■ DATASET RECORDS ■
<<<<
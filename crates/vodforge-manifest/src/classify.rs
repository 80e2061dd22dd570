//! Muxing classification and output-path derivation.
//!
//! Muxings carry no explicit media role; the role is encoded in the
//! output path layout the encode pipeline writes (`video/...` and
//! `audio/...` under a per-asset root). Classification and root
//! derivation are pure string operations over those paths.

use tracing::warn;

use vodforge_models::MuxingRecord;

/// Path marker identifying audio muxings.
pub const AUDIO_MARKER: &str = "/audio";
/// Path marker identifying video muxings.
pub const VIDEO_MARKER: &str = "/video";

/// Muxings of one encoding, split by media role. Input order is preserved
/// within each bucket.
#[derive(Debug, Clone, Default)]
pub struct ClassifiedMuxings {
    pub video: Vec<MuxingRecord>,
    pub audio: Vec<MuxingRecord>,
}

/// Split muxings into audio and video by output-path marker.
///
/// A muxing whose path contains neither marker, or both, is ambiguous:
/// it is excluded from both buckets and logged, never guessed.
pub fn classify_muxings(muxings: Vec<MuxingRecord>) -> ClassifiedMuxings {
    let mut classified = ClassifiedMuxings::default();

    for muxing in muxings {
        let is_audio = muxing.output_path.contains(AUDIO_MARKER);
        let is_video = muxing.output_path.contains(VIDEO_MARKER);
        match (is_audio, is_video) {
            (true, false) => classified.audio.push(muxing),
            (false, true) => classified.video.push(muxing),
            _ => warn!(
                muxing_id = %muxing.id,
                path = %muxing.output_path,
                "ambiguous muxing output path, excluded from manifest"
            ),
        }
    }

    classified
}

/// Suffix of `full` after the first occurrence of `root`, with one
/// leading `/` stripped.
///
/// Returns `full` unchanged when `root` does not occur; re-applying with
/// the same root is then a no-op, so the operation is idempotent once
/// stripped.
pub fn relative_path<'a>(full: &'a str, root: &str) -> &'a str {
    match full.find(root) {
        Some(pos) => {
            let rest = &full[pos + root.len()..];
            rest.strip_prefix('/').unwrap_or(rest)
        }
        None => full,
    }
}

/// Common prefix before the first `/video` segment, shared by all
/// artifacts of one encoding. `None` when the marker is absent.
pub fn derive_output_root(path: &str) -> Option<&str> {
    path.find(VIDEO_MARKER).map(|pos| &path[..pos])
}

/// Join a relative muxing path with a media file name, inserting a
/// separator when the relative part does not already end with one.
pub fn join_media_file(relative: &str, file: &str) -> String {
    if relative.is_empty() || relative.ends_with('/') {
        format!("{relative}{file}")
    } else {
        format!("{relative}/{file}")
    }
}

#[cfg(test)]
mod tests {
    use super::*;

    fn muxing(id: &str, output_path: &str) -> MuxingRecord {
        MuxingRecord {
            id: id.to_string(),
            stream_id: format!("stream-{id}"),
            output_id: "out-1".to_string(),
            output_path: output_path.to_string(),
        }
    }

    #[test]
    fn test_classification_is_exclusive() {
        let classified = classify_muxings(vec![
            muxing("v1", "outputs/clip.mp4/video/ts/clear/1080-1980-3500000"),
            muxing("a1", "outputs/clip.mp4/audio/ts/clear/128000"),
            muxing("v2", "outputs/clip.mp4/video/ts/clear/720-1280-2000000"),
        ]);

        assert_eq!(classified.video.len(), 2);
        assert_eq!(classified.audio.len(), 1);
        // Input order preserved within buckets
        assert_eq!(classified.video[0].id, "v1");
        assert_eq!(classified.video[1].id, "v2");
    }

    #[test]
    fn test_ambiguous_muxings_are_dropped() {
        let classified = classify_muxings(vec![
            muxing("both", "outputs/clip.mp4/video/of/the/audio/track"),
            muxing("neither", "outputs/clip.mp4/subtitles/en"),
        ]);

        assert!(classified.video.is_empty());
        assert!(classified.audio.is_empty());
    }

    #[test]
    fn test_relative_path_strips_root_and_separator() {
        let full = "outputs/clip.mp4/video/mp4/clear/1080-1980-3500000";
        assert_eq!(relative_path(full, "outputs/clip.mp4"), "video/mp4/clear/1080-1980-3500000");
    }

    #[test]
    fn test_relative_path_without_match_is_unchanged() {
        let full = "video/mp4/clear/1080-1980-3500000";
        assert_eq!(relative_path(full, "outputs/other.mp4"), full);
    }

    #[test]
    fn test_relative_path_is_idempotent_once_stripped() {
        let full = "outputs/clip.mp4/audio/mp4/clear/128000";
        let once = relative_path(full, "outputs/clip.mp4");
        let twice = relative_path(once, "outputs/clip.mp4");
        assert_eq!(once, twice);
    }

    #[test]
    fn test_derive_output_root() {
        assert_eq!(derive_output_root("base/asset/video/mp4/x"), Some("base/asset"));
        assert_eq!(derive_output_root("base/asset/subtitles/en"), None);
    }

    #[test]
    fn test_top_tier_relative_media_path() {
        let full = "outputs/clip.mp4/video/mp4/clear/1080-1980-3500000";
        let root = derive_output_root(full).unwrap();
        assert_eq!(root, "outputs/clip.mp4");

        let relative = relative_path(full, root);
        assert_eq!(
            join_media_file(relative, "video.mp4"),
            "video/mp4/clear/1080-1980-3500000/video.mp4"
        );
    }

    #[test]
    fn test_join_media_file_handles_trailing_separator() {
        assert_eq!(join_media_file("audio/mp4/clear/128000/", "audio.mp4"), "audio/mp4/clear/128000/audio.mp4");
        assert_eq!(join_media_file("", "audio.mp4"), "audio.mp4");
    }
}
//! API error types.

use axum::http::StatusCode;
use axum::response::{IntoResponse, Response};
use axum::Json;
use serde::Serialize;
use thiserror::Error;

use vodforge_encoder::EncoderError;
use vodforge_manifest::ManifestError;

pub type ApiResult<T> = Result<T, ApiError>;

#[derive(Debug, Error)]
pub enum ApiError {
    #[error("Unauthorized: {0}")]
    Unauthorized(String),

    #[error("Bad request: {0}")]
    BadRequest(String),

    #[error("Validation error: {0}")]
    Validation(String),

    #[error("Internal error: {0}")]
    Internal(String),

    #[error("Encoder error: {0}")]
    Encoder(#[from] EncoderError),

    #[error("Manifest error: {0}")]
    Manifest(#[from] ManifestError),
}

impl ApiError {
    pub fn unauthorized(msg: impl Into<String>) -> Self {
        Self::Unauthorized(msg.into())
    }

    pub fn bad_request(msg: impl Into<String>) -> Self {
        Self::BadRequest(msg.into())
    }

    pub fn validation(msg: impl Into<String>) -> Self {
        Self::Validation(msg.into())
    }

    pub fn internal(msg: impl Into<String>) -> Self {
        Self::Internal(msg.into())
    }

    fn status_code(&self) -> StatusCode {
        match self {
            ApiError::Unauthorized(_) => StatusCode::UNAUTHORIZED,
            ApiError::BadRequest(_) | ApiError::Validation(_) => StatusCode::BAD_REQUEST,
            ApiError::Encoder(EncoderError::InvalidAsset(_)) => StatusCode::BAD_REQUEST,
            // Upstream encoding-service failures
            ApiError::Encoder(EncoderError::JobFailed { .. })
            | ApiError::Encoder(EncoderError::Client(_))
            | ApiError::Manifest(_) => StatusCode::BAD_GATEWAY,
            ApiError::Internal(_) | ApiError::Encoder(_) => StatusCode::INTERNAL_SERVER_ERROR,
        }
    }
}

#[derive(Serialize)]
struct ErrorResponse {
    detail: String,
}

impl IntoResponse for ApiError {
    fn into_response(self) -> Response {
        let status = self.status_code();

        // Don't expose internal error details in production
        let detail = match &self {
            ApiError::Internal(_) | ApiError::Encoder(_) | ApiError::Manifest(_) => {
                if std::env::var("ENVIRONMENT").unwrap_or_default() == "production" {
                    "An internal error occurred".to_string()
                } else {
                    self.to_string()
                }
            }
            _ => self.to_string(),
        };

        (status, Json(ErrorResponse { detail })).into_response()
    }
}

#[cfg(test)]
mod tests {
    use super::*;

    #[test]
    fn test_status_mapping() {
        assert_eq!(
            ApiError::validation("missing encoding id").status_code(),
            StatusCode::BAD_REQUEST
        );
        assert_eq!(ApiError::unauthorized("bad signature").status_code(), StatusCode::UNAUTHORIZED);
        assert_eq!(
            ApiError::Encoder(EncoderError::InvalidAsset("empty".into())).status_code(),
            StatusCode::BAD_REQUEST
        );
        assert_eq!(
            ApiError::Encoder(EncoderError::JobFailed {
                encoding_id: "enc-1".into(),
                messages: vec![]
            })
            .status_code(),
            StatusCode::BAD_GATEWAY
        );
    }
}
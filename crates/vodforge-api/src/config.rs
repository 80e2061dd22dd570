//! API configuration.

/// API server configuration.
#[derive(Debug, Clone)]
pub struct ApiConfig {
    /// Server host
    pub host: String,
    /// Server port
    pub port: u16,
    /// CORS origins
    pub cors_origins: Vec<String>,
    /// Max request body size
    pub max_body_size: usize,
    /// Shared secret for webhook signature verification; unset skips the
    /// check
    pub webhook_secret: Option<String>,
    /// Environment (development/production)
    pub environment: String,
}

impl Default for ApiConfig {
    fn default() -> Self {
        Self {
            host: "0.0.0.0".to_string(),
            port: 8000,
            cors_origins: vec!["*".to_string()],
            max_body_size: 1024 * 1024, // 1MB; trigger payloads are small
            webhook_secret: None,
            environment: "development".to_string(),
        }
    }
}

impl ApiConfig {
    /// Create config from environment variables.
    pub fn from_env() -> Self {
        Self {
            host: std::env::var("API_HOST").unwrap_or_else(|_| "0.0.0.0".to_string()),
            port: std::env::var("API_PORT")
                .ok()
                .and_then(|s| s.parse().ok())
                .unwrap_or(8000),
            cors_origins: std::env::var("CORS_ORIGINS")
                .map(|s| s.split(',').map(|s| s.trim().to_string()).collect())
                .unwrap_or_else(|_| vec!["*".to_string()]),
            max_body_size: std::env::var("MAX_BODY_SIZE")
                .ok()
                .and_then(|s| s.parse().ok())
                .unwrap_or(1024 * 1024),
            webhook_secret: std::env::var("WEBHOOK_SIGNING_SECRET")
                .ok()
                .filter(|v| !v.trim().is_empty()),
            environment: std::env::var("ENVIRONMENT").unwrap_or_else(|_| "development".to_string()),
        }
    }

    /// Check if running in production mode.
    pub fn is_production(&self) -> bool {
        self.environment.to_lowercase() == "production"
    }
}
//! Encoder error types.

use thiserror::Error;

use vodforge_client::ClientError;

pub type EncoderResult<T> = Result<T, EncoderError>;

#[derive(Debug, Error)]
pub enum EncoderError {
    #[error("Invalid asset name: {0}")]
    InvalidAsset(String),

    #[error("Encoding {encoding_id} ended in error state")]
    JobFailed {
        encoding_id: String,
        /// ERROR-severity task messages, in original order
        messages: Vec<String>,
    },

    #[error("Missing required setting: {0}")]
    MissingConfig(&'static str),

    #[error("Client error: {0}")]
    Client(#[from] ClientError),

    #[error("IO error: {0}")]
    Io(#[from] std::io::Error),

    #[error("JSON error: {0}")]
    Json(#[from] serde_json::Error),
}

impl EncoderError {
    pub fn invalid_asset(msg: impl Into<String>) -> Self {
        Self::InvalidAsset(msg.into())
    }
}
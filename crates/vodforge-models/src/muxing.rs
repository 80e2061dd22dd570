//! Muxing records returned by the encoding service.

use schemars::JsonSchema;
use serde::{Deserialize, Serialize};
use std::fmt;

/// Container format of a muxing.
#[derive(Debug, Clone, Copy, PartialEq, Eq, Hash, Serialize, Deserialize, JsonSchema)]
#[serde(rename_all = "lowercase")]
pub enum ContainerFormat {
    /// Fragmented MP4
    Mp4,
    /// MPEG-2 transport stream segments
    Ts,
}

impl ContainerFormat {
    /// Segment used in output paths and API routes (`mp4` / `ts`).
    pub fn as_str(&self) -> &'static str {
        match self {
            ContainerFormat::Mp4 => "mp4",
            ContainerFormat::Ts => "ts",
        }
    }
}

impl fmt::Display for ContainerFormat {
    fn fmt(&self, f: &mut fmt::Formatter<'_>) -> fmt::Result {
        write!(f, "{}", self.as_str())
    }
}

/// One muxing of an encoding, as listed by the service. Produced remotely,
/// never mutated locally.
#[derive(Debug, Clone, PartialEq, Eq, Serialize, Deserialize, JsonSchema)]
pub struct MuxingRecord {
    /// Muxing identifier
    pub id: String,
    /// Stream packaged by this muxing
    pub stream_id: String,
    /// Output resource the artifacts were written to
    pub output_id: String,
    /// Absolute output path on the output resource
    pub output_path: String,
}
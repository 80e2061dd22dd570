//! Shared data models for the vodforge encoding pipeline.
//!
//! This crate provides Serde-serializable types for:
//! - The fixed video/audio rendition ladders
//! - Remote job status and task messages
//! - Muxing records returned by the encoding service
//! - Container formats and manifest kinds

pub mod job;
pub mod ladder;
pub mod manifest;
pub mod muxing;

// Re-export common types
pub use job::{JobHandle, JobKind, JobStatus, MessageLevel, TaskMessage, TaskStatus};
pub use ladder::{audio_ladder, video_ladder, AudioRendition, H264Profile, VideoRendition};
pub use manifest::ManifestKind;
pub use muxing::{ContainerFormat, MuxingRecord};
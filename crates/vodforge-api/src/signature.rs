//! Webhook signature verification.
//!
//! Inbound encoding-finished webhooks carry an HMAC-SHA256 signature of
//! the raw request body, base64-encoded (URL-safe, unpadded), in the
//! [`SIGNATURE_HEADER`] header. Verification is skipped entirely when no
//! shared secret is configured.

use base64::engine::general_purpose::URL_SAFE_NO_PAD;
use base64::Engine;
use hmac::{Hmac, Mac};
use sha2::Sha256;

type HmacSha256 = Hmac<Sha256>;

/// Header carrying the webhook body signature.
pub const SIGNATURE_HEADER: &str = "x-vodforge-signature";

/// Compute the signature for a payload. Used by tests and by operators
/// wiring up the sending side.
pub fn sign(secret: &str, body: &[u8]) -> String {
    let mut mac = HmacSha256::new_from_slice(secret.as_bytes())
        .expect("HMAC accepts keys of any length");
    mac.update(body);
    URL_SAFE_NO_PAD.encode(mac.finalize().into_bytes())
}

/// Verify a provided signature against the payload. Comparison happens
/// inside the MAC to stay constant-time.
pub fn verify_signature(secret: &str, body: &[u8], provided: &str) -> bool {
    let Ok(signature) = URL_SAFE_NO_PAD.decode(provided) else {
        return false;
    };
    let Ok(mut mac) = HmacSha256::new_from_slice(secret.as_bytes()) else {
        return false;
    };
    mac.update(body);
    mac.verify_slice(&signature).is_ok()
}
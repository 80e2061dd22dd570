//! Manifest kinds for adaptive playback.

use schemars::JsonSchema;
use serde::{Deserialize, Serialize};
use std::fmt;

use crate::muxing::ContainerFormat;

/// Adaptive-streaming manifest flavor.
#[derive(Debug, Clone, Copy, PartialEq, Eq, Hash, Serialize, Deserialize, JsonSchema)]
#[serde(rename_all = "lowercase")]
pub enum ManifestKind {
    Hls,
    Dash,
}

impl ManifestKind {
    pub fn as_str(&self) -> &'static str {
        match self {
            ManifestKind::Hls => "hls",
            ManifestKind::Dash => "dash",
        }
    }

    /// File extension of the generated playlist (`m3u8` / `mpd`).
    pub fn file_extension(&self) -> &'static str {
        match self {
            ManifestKind::Hls => "m3u8",
            ManifestKind::Dash => "mpd",
        }
    }

    /// Container format whose muxings feed this manifest: HLS consumes TS
    /// segments, DASH consumes fragmented MP4.
    pub fn container(&self) -> ContainerFormat {
        match self {
            ManifestKind::Hls => ContainerFormat::Ts,
            ManifestKind::Dash => ContainerFormat::Mp4,
        }
    }
}

impl fmt::Display for ManifestKind {
    fn fmt(&self, f: &mut fmt::Formatter<'_>) -> fmt::Result {
        write!(f, "{}", self.as_str())
    }
}
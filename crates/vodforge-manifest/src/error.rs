//! Manifest generation error types.

use thiserror::Error;

use vodforge_client::ClientError;
use vodforge_models::ManifestKind;

pub type ManifestResult<T> = Result<T, ManifestError>;

#[derive(Debug, Error)]
pub enum ManifestError {
    #[error("Encoding {0} has no video muxings to anchor the manifest on")]
    NoVideoMuxings(String),

    #[error("Output path {0} lacks a /video segment")]
    InvalidOutputPath(String),

    #[error("{kind} manifest {manifest_id} ended in error state")]
    JobFailed {
        kind: ManifestKind,
        manifest_id: String,
        /// ERROR-severity task messages, in original order
        messages: Vec<String>,
    },

    #[error("Client error: {0}")]
    Client(#[from] ClientError),
}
>>>>
■ HOW TO COMPLETE THIS TASK ■
Lines holding the string "subtitles" are the answer; copy each one from the listing above.

■ SOLVED EXERCISE ■
            muxing("neither", "outputs/clip.mp4/subtitles/en"),
        assert_eq!(derive_output_root("base/asset/subtitles/en"), None);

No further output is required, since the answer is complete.